START Excerpted data
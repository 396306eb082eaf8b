use chrono::{DateTime, NaiveDate, Utc};
use serde::{Deserialize, Deserializer, Serialize};
use sqlx::FromRow;
use uuid::Uuid;
use validator::Validate;

/// Represents the priority of a task.
/// Corresponds to the `task_priority` SQL enum.
#[derive(Debug, Serialize, Deserialize, Clone, Copy, PartialEq, Eq, Default, sqlx::Type)]
#[sqlx(type_name = "task_priority", rename_all = "UPPERCASE")]
#[serde(rename_all = "UPPERCASE")]
pub enum TaskPriority {
    #[serde(alias = "low")]
    Low,
    #[default]
    #[serde(alias = "medium")]
    Medium,
    #[serde(alias = "high")]
    High,
}

/// Input structure for creating or fully updating a task.
#[derive(Debug, Clone, Serialize, Deserialize, Validate)]
#[serde(rename_all = "camelCase")]
pub struct TaskInput {
    /// The title of the task.
    /// Must be between 1 and 200 characters.
    #[validate(length(min = 1, max = 200))]
    pub title: String,

    /// An optional description for the task.
    /// Maximum length of 1000 characters if provided.
    #[validate(length(max = 1000))]
    #[serde(default)]
    pub description: Option<String>,

    /// Optional due date. Clients send an empty string when the field is cleared.
    #[serde(default, deserialize_with = "deserialize_optional_date")]
    pub due_date: Option<NaiveDate>,

    #[serde(default)]
    pub completed: bool,

    /// Defaults to `MEDIUM` when omitted.
    #[serde(default)]
    pub priority: Option<TaskPriority>,
}

/// Body of `PATCH /api/tasks/{id}/status`.
#[derive(Debug, Clone, Copy, Serialize, Deserialize)]
pub struct TaskStatusUpdate {
    pub completed: bool,
}

/// Represents a task entity as stored in the database and returned by the API.
#[derive(Debug, Clone, PartialEq, Serialize, Deserialize, FromRow)]
#[serde(rename_all = "camelCase")]
pub struct Task {
    /// Unique identifier for the task (UUID v4).
    pub id: Uuid,
    pub title: String,
    pub description: Option<String>,
    pub due_date: Option<NaiveDate>,
    pub completed: bool,
    /// Set iff `completed` is true.
    pub completed_at: Option<DateTime<Utc>>,
    pub priority: TaskPriority,
    /// Identifier of the user who owns the task. Fixed at creation.
    pub user_id: i32,
    pub created_at: DateTime<Utc>,
    pub updated_at: DateTime<Utc>,
}

impl Task {
    /// Creates a new `Task` from `TaskInput` for the given owner.
    pub fn new(input: TaskInput, user_id: i32) -> Self {
        let now = Utc::now();
        Self {
            id: Uuid::new_v4(),
            title: input.title,
            description: input.description,
            due_date: input.due_date,
            completed: input.completed,
            completed_at: completion_timestamp(None, input.completed, now),
            priority: input.priority.unwrap_or_default(),
            user_id,
            created_at: now,
            updated_at: now,
        }
    }

    /// Replaces every user-editable field. Owner and creation time are untouched.
    pub fn apply_update(&mut self, input: TaskInput, now: DateTime<Utc>) {
        self.title = input.title;
        self.description = input.description;
        self.due_date = input.due_date;
        self.priority = input.priority.unwrap_or_default();
        self.set_completed(input.completed, now);
    }

    pub fn set_completed(&mut self, completed: bool, now: DateTime<Utc>) {
        self.completed_at = completion_timestamp(self.completed_at, completed, now);
        self.completed = completed;
        self.updated_at = now;
    }
}

/// Completion timestamp after the flag is set to `completed`.
///
/// A task that becomes complete is stamped with `now`; one that already was keeps its
/// original stamp; an incomplete task has none.
pub fn completion_timestamp(
    previous: Option<DateTime<Utc>>,
    completed: bool,
    now: DateTime<Utc>,
) -> Option<DateTime<Utc>> {
    if completed {
        Some(previous.unwrap_or(now))
    } else {
        None
    }
}

fn deserialize_optional_date<'de, D>(deserializer: D) -> Result<Option<NaiveDate>, D::Error>
where
    D: Deserializer<'de>,
{
    let raw: Option<String> = Option::deserialize(deserializer)?;
    let raw = match raw.as_deref().map(str::trim) {
        None | Some("") => return Ok(None),
        Some(value) => value,
    };

    if let Ok(date) = NaiveDate::parse_from_str(raw, "%Y-%m-%d") {
        return Ok(Some(date));
    }
    DateTime::parse_from_rfc3339(raw)
        .map(|dt| Some(dt.with_timezone(&Utc).date_naive()))
        .map_err(|_| serde::de::Error::custom(format!("invalid due date: {}", raw)))
}

#[cfg(test)]
mod tests {
    use super::*;
    use chrono::Duration;
    use pretty_assertions::assert_eq;

    fn input(title: &str) -> TaskInput {
        TaskInput {
            title: title.to_string(),
            description: None,
            due_date: None,
            completed: false,
            priority: None,
        }
    }

    #[test]
    fn test_task_creation() {
        let task = Task::new(input("Test Task"), 1);
        assert_eq!(task.title, "Test Task");
        assert_eq!(task.user_id, 1);
        assert_eq!(task.priority, TaskPriority::Medium);
        assert!(!task.completed);
        assert!(task.completed_at.is_none());
    }

    #[test]
    fn test_task_created_completed_is_stamped() {
        let mut done = input("Already done");
        done.completed = true;
        let task = Task::new(done, 1);
        assert!(task.completed);
        assert!(task.completed_at.is_some());
    }

    #[test]
    fn test_completion_toggles_keep_invariant() {
        let mut task = Task::new(input("Toggle me"), 3);
        let start = Utc::now();

        for step in 0..10 {
            let now = start + Duration::seconds(step);
            let completed = step % 3 != 0;
            task.set_completed(completed, now);
            assert_eq!(task.completed, completed);
            assert_eq!(task.completed_at.is_some(), completed);
        }
    }

    #[test]
    fn test_completion_timestamp_transitions() {
        let earlier = Utc::now() - Duration::hours(1);
        let now = Utc::now();

        assert_eq!(completion_timestamp(None, true, now), Some(now));
        assert_eq!(completion_timestamp(Some(earlier), true, now), Some(earlier));
        assert_eq!(completion_timestamp(Some(earlier), false, now), None);
        assert_eq!(completion_timestamp(None, false, now), None);
    }

    #[test]
    fn test_apply_update_keeps_owner() {
        let mut task = Task::new(input("Original"), 9);
        let id = task.id;
        let created_at = task.created_at;

        let mut update = input("Renamed");
        update.priority = Some(TaskPriority::High);
        update.completed = true;
        task.apply_update(update, Utc::now());

        assert_eq!(task.id, id);
        assert_eq!(task.user_id, 9);
        assert_eq!(task.created_at, created_at);
        assert_eq!(task.title, "Renamed");
        assert_eq!(task.priority, TaskPriority::High);
        assert!(task.completed_at.is_some());
    }

    #[test]
    fn test_task_input_from_client_json() {
        let parsed: TaskInput = serde_json::from_str(r#"{"title":"t1"}"#).unwrap();
        assert_eq!(parsed.title, "t1");
        assert!(!parsed.completed);
        assert!(parsed.due_date.is_none());
        assert!(parsed.priority.is_none());

        let parsed: TaskInput = serde_json::from_str(
            r#"{"title":"t2","description":"d","priority":"HIGH","dueDate":"2025-03-14","completed":false}"#,
        )
        .unwrap();
        assert_eq!(parsed.priority, Some(TaskPriority::High));
        assert_eq!(parsed.due_date, NaiveDate::from_ymd_opt(2025, 3, 14));

        let parsed: TaskInput =
            serde_json::from_str(r#"{"title":"t3","dueDate":"","priority":"low"}"#).unwrap();
        assert!(parsed.due_date.is_none());
        assert_eq!(parsed.priority, Some(TaskPriority::Low));

        assert!(serde_json::from_str::<TaskInput>(r#"{"title":"t4","dueDate":"soon"}"#).is_err());
    }

    #[test]
    fn test_task_serializes_camel_case() {
        let task = Task::new(input("t1"), 1);
        let json = serde_json::to_value(&task).unwrap();
        assert_eq!(json["completed"], false);
        assert!(json["completedAt"].is_null());
        assert_eq!(json["priority"], "MEDIUM");
        assert_eq!(json["userId"], 1);
    }

    #[test]
    fn test_task_validation() {
        assert!(input("Valid Task").validate().is_ok());
        assert!(input("").validate().is_err());
        assert!(input(&"a".repeat(201)).validate().is_err());

        let mut long_description = input("Valid title");
        long_description.description = Some("b".repeat(1001));
        assert!(long_description.validate().is_err());
    }
}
END Excerpted data
Try it
Your answer should consist of each line of the data above in which the word "Debug" occurs.

Task solution
#[derive(Debug, Serialize, Deserialize, Clone, Copy, PartialEq, Eq, Default, sqlx::Type)]
#[derive(Debug, Clone, Serialize, Deserialize, Validate)]
#[derive(Debug, Clone, Copy, Serialize, Deserialize)]
#[derive(Debug, Clone, PartialEq, Serialize, Deserialize, FromRow)]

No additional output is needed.